Fig. 1 is a sectional view of a main part showing an embodiment of a seal ring used in a mechanical seal according to the present invention, Fig. 2 is a schematic sectional view of a main part showing the same mechanical seal, and Fig. 3 is a conventional mechanical seal. FIG. 4 is a schematic cross-sectional view of a main part showing a conventional seal ring. DESCRIPTION OF SYMBOLS 1... Body housing, 3... Fixed ring (mating ring), 4... Rotating shaft, 5... Rotating ring (seal ring), 51... Tapered inner diameter space,
52...Ring-shaped inner diameter space, 6...Rubber bellows, 6a...Bending portion, 10...Coil spring, W...Gap.

Claims (1)

[Scope of utility model registration request] A rotary ring that rotates with the rotary shaft is elastically pressed and urged into sliding contact with a fixed ring fixed to the housing side of the fuselage, and a case equipped with a rotation prevention function is provided on the back side of the rotary ring.
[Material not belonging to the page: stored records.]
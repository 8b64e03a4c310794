use super::traits::ConfigSection;
use crate::error::TrianglePathError;
use serde::{Deserialize, Serialize};
use std::fmt;
use std::str::FromStr;

#[derive(Debug, Clone, Copy, PartialEq, Eq, Serialize, Deserialize)]
#[serde(rename_all = "lowercase")]
pub enum SolverMethod {
    /// Bottom-up dynamic programming (always optimal)
    Dp,
    /// Every path, one thread
    Exhaustive,
    /// Every path, split across workers
    Parallel,
    /// Binary genetic algorithm (heuristic)
    Genetic,
}

impl SolverMethod {
    pub const ALL: [SolverMethod; 4] = [
        SolverMethod::Dp,
        SolverMethod::Exhaustive,
        SolverMethod::Parallel,
        SolverMethod::Genetic,
    ];

    pub fn name(&self) -> &'static str {
        match self {
            SolverMethod::Dp => "dp",
            SolverMethod::Exhaustive => "exhaustive",
            SolverMethod::Parallel => "parallel",
            SolverMethod::Genetic => "genetic",
        }
    }
}

impl fmt::Display for SolverMethod {
    fn fmt(&self, f: &mut fmt::Formatter<'_>) -> fmt::Result {
        f.write_str(self.name())
    }
}

impl FromStr for SolverMethod {
    type Err = TrianglePathError;

    fn from_str(s: &str) -> Result<Self, Self::Err> {
        SolverMethod::ALL
            .into_iter()
            .find(|method| method.name().eq_ignore_ascii_case(s.trim()))
            .ok_or_else(|| {
                TrianglePathError::Configuration(format!(
                    "Unknown solver method '{}', expected one of dp, exhaustive, parallel, genetic",
                    s
                ))
            })
    }
}

#[derive(Debug, Clone, PartialEq, Serialize, Deserialize)]
#[serde(default)]
pub struct SolverConfig {
    pub method: SolverMethod,
    /// Number of timed repetitions when benchmarking a method.
    pub repetitions: usize,
}

impl Default for SolverConfig {
    fn default() -> Self {
        Self {
            method: SolverMethod::Dp,
            repetitions: 1,
        }
    }
}

impl ConfigSection for SolverConfig {
    fn section_name() -> &'static str {
        "solver"
    }

    fn validate(&self) -> Result<(), TrianglePathError> {
        if self.repetitions == 0 {
            return Err(TrianglePathError::Configuration(
                "Repetitions must be at least 1".to_string()
            ));
        }
        Ok(())
    }
}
A mechanical seal is provided with a rubber bellows for transmitting the rotation of the rotating shaft, and a part of the bent part of the rubber bellows faces a tapered inner diameter space formed on the back surface of the rotating ring. A ring-shaped inner diameter space along the axial direction is continuously formed in the tapered inner diameter space, and a space is provided between the bent portion of the rubber bellows and the tapered inner diameter space. mechanical seal.